If you find yourself having difficulty obtaining a personal loan because of lack of credit history there are some ways to help this situation. The best move is to apply for a secure credit card. This can be issued to you by your bank. The bank will ask how much you would like to secure the card for and the average amount to start is from 300 to 500 dollars. The amount that you deposit into the account will be your credit limit. Then you will need to use the card each month for necessities and pay off the amount in full, on time, each month. This is the best way to improve your credit score in order to qualify for personal loans.

Auto Loans For Bad Credit Scores

Having a bad credit score does not automatically disqualify you from getting auto loans.  There are still numerous lenders out there that are willing and able to assist you with this major purchase in spite of your existing debt.  Learning how to properly screen the different offers that are available to you, however, will ensure that you secure fundingwhich is wholly beneficial to both your short and long-term financial well-being.

Remove Emotions From The Shopping Process

Many people lock into auto loan agreements that do not reflect their best interests simply because their momentary elation at being approved clouds their better judgment.  It is important to remember that being approved for a poorly designed loan may actually be worse than receiving no loan at all.  When you eliminate your emotions from the shopping process, however, you can actually select a loan option that will ultimately improve your credit by supplying you with a truly feasible repayment plan and sufficient funds for securing a durable and reliable form of transportation.

Perform A Quick Clean-Up Of Your Credit Report

You may not have the money to pay down all of your debt right now but you can still make significant improvements to your credit report.  People who maintain low credit scores rarely take the time to review their reports thoroughly.  Some of the dings that are present on these reports may actually be due to reporting errors such as charges that have been misreported, duplicate recordings and failures to update accounts that have been paid in full.  Simply taking the time to review your three credit reports will allow you to identify any charges that can be cleared up by making phone calls or sending letters.  In this fashion, you have the ability to give your credit score a significant boost in a relatively short period of time and without having to spend any money. You can get a free credit report once an year, but you may need to pay to see your credit scores.

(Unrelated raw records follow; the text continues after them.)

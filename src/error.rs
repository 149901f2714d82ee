//! Error handling for the resume analyzer

use thiserror::Error;

#[derive(Error, Debug)]
pub enum ResumeAnalyzerError {
    #[error("IO error: {0}")]
    Io(#[from] std::io::Error),

    #[error("File format not supported: {0}")]
    UnsupportedFormat(String),

    #[error("Text extraction failed: {0}")]
    Extraction(String),

    #[error("No text found in {0}")]
    EmptyText(String),

    #[error("Missing input: {0}")]
    MissingInput(String),

    #[error("Embedding generation error: {0}")]
    Embedding(String),

    #[error("Model error: {0}")]
    ModelError(String),

    #[error("Configuration error: {0}")]
    Configuration(String),

    #[error("Invalid threshold: {0}")]
    InvalidThreshold(String),

    #[error("Invalid input: {0}")]
    InvalidInput(String),

    #[error("Processing error: {0}")]
    Processing(String),

    #[error("Report generation failed: {0}")]
    ReportGeneration(String),

    #[error("Output formatting error: {0}")]
    OutputFormatting(String),

    #[error("Serialization error: {0}")]
    Serialization(#[from] serde_json::Error),
}

impl ResumeAnalyzerError {
    /// Errors the user can fix by supplying better input. These are shown as
    /// warnings rather than failures.
    pub fn is_warning(&self) -> bool {
        matches!(
            self,
            ResumeAnalyzerError::EmptyText(_) | ResumeAnalyzerError::MissingInput(_)
        )
    }
}

pub type Result<T> = std::result::Result<T, ResumeAnalyzerError>;

/// Convert anyhow errors to our custom error type
impl From<anyhow::Error> for ResumeAnalyzerError {
    fn from(err: anyhow::Error) -> Self {
        ResumeAnalyzerError::Processing(err.to_string())
    }
}

/// Convert candle core errors to our custom error type
impl From<candle_core::Error> for ResumeAnalyzerError {
    fn from(err: candle_core::Error) -> Self {
        ResumeAnalyzerError::ModelError(err.to_string())
    }
}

Start Searching For Auto Loans Online

The best place to get started on your journey to find financing for your automobile purchase is the internet.  You can access a range of different offers that are provided by both local lenders and lenders in other areas.  There are additionally, many different sites that will allow you to make side by side comparisons of different offers.  These sites help people to secure loans for bad credit consumers that do not have high interest rates, pre-payment penalties and other negative features that serve to drive their value down.  It is important that consumers make careful considerations of both loan costs and loan features in order to find the best deals.

Appeal To Local Dealerships For In-House Funding

There are numerous funding opportunities that fall outside of more conventional loan offers.  Automobile shoppers can often use these to secure the vehicles that they want and need, however, these funding options are very rarely effective for rebuilding good credit.  One such opportunity, auto loans that come directly from dealerships, are often made available to consumers with poor credit scores, but with sufficient income for justifying the purchase.  Smaller dealerships that really want to sell cars will often offer in-house financing to these consumers.  This is commonly offered based upon the applicant’s current income, rather than his or her credit score.  These loans are, more often than not, smaller than the loan amounts of more conventional auto loans, however, they are generally also far more flexible in nature and easier to repay.